(EXTRACTED INFORMATION)
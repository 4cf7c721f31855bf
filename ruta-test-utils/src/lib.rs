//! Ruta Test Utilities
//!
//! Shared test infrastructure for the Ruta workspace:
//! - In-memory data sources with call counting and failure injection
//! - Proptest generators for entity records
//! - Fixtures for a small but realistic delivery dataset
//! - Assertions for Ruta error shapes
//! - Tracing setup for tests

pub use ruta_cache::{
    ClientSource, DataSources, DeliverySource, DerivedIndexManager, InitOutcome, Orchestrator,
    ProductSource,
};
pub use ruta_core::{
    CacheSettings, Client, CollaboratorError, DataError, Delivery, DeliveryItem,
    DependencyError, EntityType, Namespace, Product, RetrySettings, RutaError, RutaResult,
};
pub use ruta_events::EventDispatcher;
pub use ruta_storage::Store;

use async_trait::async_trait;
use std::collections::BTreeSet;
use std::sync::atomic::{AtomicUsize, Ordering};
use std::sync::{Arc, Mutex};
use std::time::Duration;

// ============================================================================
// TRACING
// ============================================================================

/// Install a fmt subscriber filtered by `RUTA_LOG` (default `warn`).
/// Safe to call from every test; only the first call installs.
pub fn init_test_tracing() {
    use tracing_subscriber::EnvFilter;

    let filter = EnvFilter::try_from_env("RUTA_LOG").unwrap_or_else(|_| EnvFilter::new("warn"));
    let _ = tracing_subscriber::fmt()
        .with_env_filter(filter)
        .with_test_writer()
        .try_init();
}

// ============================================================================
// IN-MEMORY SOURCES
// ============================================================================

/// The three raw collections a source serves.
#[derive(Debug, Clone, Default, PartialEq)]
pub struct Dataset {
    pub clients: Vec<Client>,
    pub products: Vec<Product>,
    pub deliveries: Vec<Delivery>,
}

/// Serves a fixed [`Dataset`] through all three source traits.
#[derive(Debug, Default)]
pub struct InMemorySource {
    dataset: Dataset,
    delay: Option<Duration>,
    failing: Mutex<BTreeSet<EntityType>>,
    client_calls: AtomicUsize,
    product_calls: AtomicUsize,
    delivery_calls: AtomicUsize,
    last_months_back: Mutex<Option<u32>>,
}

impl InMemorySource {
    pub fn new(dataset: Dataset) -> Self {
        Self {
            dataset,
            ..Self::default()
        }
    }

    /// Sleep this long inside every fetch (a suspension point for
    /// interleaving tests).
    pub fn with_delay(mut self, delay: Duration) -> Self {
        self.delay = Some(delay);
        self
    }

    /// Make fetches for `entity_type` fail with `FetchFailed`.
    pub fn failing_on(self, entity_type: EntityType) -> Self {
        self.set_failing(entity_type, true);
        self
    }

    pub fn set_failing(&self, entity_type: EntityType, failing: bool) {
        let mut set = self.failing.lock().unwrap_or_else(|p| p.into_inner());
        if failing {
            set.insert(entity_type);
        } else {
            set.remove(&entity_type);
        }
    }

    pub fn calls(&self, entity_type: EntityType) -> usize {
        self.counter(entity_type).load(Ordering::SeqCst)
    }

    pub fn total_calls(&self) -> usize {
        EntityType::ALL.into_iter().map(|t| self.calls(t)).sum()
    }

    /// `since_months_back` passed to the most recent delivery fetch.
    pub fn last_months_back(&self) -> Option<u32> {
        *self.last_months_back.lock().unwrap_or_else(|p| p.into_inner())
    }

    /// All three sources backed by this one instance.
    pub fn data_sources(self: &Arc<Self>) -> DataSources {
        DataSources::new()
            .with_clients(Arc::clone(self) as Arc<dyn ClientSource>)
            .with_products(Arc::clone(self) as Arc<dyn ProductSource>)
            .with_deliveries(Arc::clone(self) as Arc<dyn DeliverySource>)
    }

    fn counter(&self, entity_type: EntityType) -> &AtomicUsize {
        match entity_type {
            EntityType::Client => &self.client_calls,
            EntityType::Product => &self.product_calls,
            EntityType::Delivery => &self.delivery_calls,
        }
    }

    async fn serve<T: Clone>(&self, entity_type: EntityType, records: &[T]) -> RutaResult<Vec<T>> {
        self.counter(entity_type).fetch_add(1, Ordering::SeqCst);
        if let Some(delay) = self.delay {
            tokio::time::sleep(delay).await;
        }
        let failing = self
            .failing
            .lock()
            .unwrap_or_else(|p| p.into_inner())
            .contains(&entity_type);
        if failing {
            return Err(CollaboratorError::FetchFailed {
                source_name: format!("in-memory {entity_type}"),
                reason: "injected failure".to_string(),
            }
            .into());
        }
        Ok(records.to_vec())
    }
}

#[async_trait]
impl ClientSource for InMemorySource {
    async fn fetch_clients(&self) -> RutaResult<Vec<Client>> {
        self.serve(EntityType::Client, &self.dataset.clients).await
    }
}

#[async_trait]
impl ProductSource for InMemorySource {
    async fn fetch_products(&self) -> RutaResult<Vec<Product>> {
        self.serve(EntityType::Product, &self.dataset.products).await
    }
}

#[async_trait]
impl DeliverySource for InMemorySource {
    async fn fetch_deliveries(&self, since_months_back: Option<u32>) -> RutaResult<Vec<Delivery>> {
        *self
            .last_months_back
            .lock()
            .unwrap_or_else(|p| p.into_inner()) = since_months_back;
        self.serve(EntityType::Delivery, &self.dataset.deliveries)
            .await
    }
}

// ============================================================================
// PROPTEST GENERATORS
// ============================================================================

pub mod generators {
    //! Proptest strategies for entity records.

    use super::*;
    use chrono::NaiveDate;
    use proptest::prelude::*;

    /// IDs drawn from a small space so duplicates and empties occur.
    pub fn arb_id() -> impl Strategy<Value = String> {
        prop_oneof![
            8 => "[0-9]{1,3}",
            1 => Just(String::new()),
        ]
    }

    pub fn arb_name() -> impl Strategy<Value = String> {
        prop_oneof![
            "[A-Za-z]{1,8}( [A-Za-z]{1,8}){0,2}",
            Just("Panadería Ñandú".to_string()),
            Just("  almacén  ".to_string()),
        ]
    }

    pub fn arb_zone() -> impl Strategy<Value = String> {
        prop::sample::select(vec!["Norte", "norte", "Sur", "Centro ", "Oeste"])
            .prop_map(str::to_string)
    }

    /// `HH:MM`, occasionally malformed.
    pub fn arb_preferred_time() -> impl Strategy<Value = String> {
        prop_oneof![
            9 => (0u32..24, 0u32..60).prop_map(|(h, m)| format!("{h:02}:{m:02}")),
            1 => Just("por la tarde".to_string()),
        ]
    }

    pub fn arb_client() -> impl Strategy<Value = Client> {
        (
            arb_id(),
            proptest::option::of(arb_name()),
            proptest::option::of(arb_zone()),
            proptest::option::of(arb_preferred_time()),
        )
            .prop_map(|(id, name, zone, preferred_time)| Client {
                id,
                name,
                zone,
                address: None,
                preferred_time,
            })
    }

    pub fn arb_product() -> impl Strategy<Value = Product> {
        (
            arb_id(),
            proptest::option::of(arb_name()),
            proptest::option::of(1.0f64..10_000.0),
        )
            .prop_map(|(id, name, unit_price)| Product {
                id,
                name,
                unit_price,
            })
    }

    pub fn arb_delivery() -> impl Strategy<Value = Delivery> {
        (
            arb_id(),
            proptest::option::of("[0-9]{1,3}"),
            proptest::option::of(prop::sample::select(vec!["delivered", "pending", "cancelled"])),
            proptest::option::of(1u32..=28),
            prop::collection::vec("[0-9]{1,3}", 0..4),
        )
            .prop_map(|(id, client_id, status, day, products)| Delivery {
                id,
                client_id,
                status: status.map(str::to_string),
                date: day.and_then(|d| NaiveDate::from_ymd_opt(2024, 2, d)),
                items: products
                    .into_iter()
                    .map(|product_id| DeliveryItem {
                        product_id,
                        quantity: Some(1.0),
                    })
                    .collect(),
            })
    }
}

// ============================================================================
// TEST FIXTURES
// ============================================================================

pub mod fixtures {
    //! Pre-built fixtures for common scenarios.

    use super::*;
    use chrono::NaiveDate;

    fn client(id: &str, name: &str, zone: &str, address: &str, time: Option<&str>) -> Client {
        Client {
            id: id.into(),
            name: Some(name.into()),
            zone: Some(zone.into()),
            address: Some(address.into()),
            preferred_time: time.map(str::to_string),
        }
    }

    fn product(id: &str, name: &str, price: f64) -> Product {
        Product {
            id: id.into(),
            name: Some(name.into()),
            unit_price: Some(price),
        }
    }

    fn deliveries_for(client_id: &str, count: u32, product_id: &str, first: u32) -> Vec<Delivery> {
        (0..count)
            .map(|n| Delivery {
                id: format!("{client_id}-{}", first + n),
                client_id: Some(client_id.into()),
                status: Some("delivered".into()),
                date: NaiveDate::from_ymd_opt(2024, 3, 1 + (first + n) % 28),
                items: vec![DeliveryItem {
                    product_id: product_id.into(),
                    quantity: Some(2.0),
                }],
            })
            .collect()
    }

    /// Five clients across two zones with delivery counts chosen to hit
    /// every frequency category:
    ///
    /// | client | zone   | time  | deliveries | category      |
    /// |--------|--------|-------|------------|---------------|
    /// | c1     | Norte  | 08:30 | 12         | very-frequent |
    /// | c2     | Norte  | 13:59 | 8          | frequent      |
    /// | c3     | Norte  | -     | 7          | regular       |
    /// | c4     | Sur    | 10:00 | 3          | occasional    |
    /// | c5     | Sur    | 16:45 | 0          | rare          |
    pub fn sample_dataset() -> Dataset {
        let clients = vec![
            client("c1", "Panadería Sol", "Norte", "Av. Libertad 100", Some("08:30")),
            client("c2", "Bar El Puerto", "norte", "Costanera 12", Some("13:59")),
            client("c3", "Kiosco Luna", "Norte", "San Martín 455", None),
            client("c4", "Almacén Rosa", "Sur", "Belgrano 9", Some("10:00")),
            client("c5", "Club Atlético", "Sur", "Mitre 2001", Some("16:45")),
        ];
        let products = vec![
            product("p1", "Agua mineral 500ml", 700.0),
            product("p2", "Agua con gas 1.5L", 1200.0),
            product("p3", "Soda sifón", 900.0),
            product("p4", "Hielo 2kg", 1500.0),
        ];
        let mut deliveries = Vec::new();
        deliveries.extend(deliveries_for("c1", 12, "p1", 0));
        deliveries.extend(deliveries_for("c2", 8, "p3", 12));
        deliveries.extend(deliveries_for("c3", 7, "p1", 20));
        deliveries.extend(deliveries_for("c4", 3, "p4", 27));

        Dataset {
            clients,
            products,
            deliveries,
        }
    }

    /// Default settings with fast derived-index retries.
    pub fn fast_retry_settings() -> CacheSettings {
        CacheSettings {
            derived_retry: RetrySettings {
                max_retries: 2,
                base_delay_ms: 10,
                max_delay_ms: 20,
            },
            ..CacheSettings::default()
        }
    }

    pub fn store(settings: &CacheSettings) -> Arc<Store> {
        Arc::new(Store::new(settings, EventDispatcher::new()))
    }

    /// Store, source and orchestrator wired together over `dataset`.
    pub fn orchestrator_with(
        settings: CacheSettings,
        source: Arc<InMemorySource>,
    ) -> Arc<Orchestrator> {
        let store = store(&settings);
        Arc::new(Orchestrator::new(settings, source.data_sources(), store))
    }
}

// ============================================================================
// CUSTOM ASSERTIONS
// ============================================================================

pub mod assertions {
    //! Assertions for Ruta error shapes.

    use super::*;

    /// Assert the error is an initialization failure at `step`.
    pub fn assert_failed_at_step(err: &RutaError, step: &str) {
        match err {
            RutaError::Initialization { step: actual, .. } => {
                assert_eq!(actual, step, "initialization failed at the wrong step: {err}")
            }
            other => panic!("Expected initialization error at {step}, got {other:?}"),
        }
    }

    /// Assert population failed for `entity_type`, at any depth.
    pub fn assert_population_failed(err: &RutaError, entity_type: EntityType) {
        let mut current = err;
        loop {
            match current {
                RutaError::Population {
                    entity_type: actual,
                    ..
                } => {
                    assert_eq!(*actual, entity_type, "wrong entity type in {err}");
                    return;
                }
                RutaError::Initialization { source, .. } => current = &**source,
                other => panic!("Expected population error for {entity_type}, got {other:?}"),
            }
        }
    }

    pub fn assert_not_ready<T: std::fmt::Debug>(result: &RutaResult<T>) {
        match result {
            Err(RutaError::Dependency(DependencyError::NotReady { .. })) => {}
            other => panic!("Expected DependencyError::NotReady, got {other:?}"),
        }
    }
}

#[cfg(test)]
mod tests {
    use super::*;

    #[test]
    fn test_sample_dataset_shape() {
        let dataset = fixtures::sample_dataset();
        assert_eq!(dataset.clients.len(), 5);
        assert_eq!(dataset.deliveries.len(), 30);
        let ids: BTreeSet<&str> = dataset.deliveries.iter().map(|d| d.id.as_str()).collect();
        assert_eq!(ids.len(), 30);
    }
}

(THE PROBLEM) Nothing but a number is needed: tally the lines of the listing that contain "warn".

(YOUR SOLUTION) 2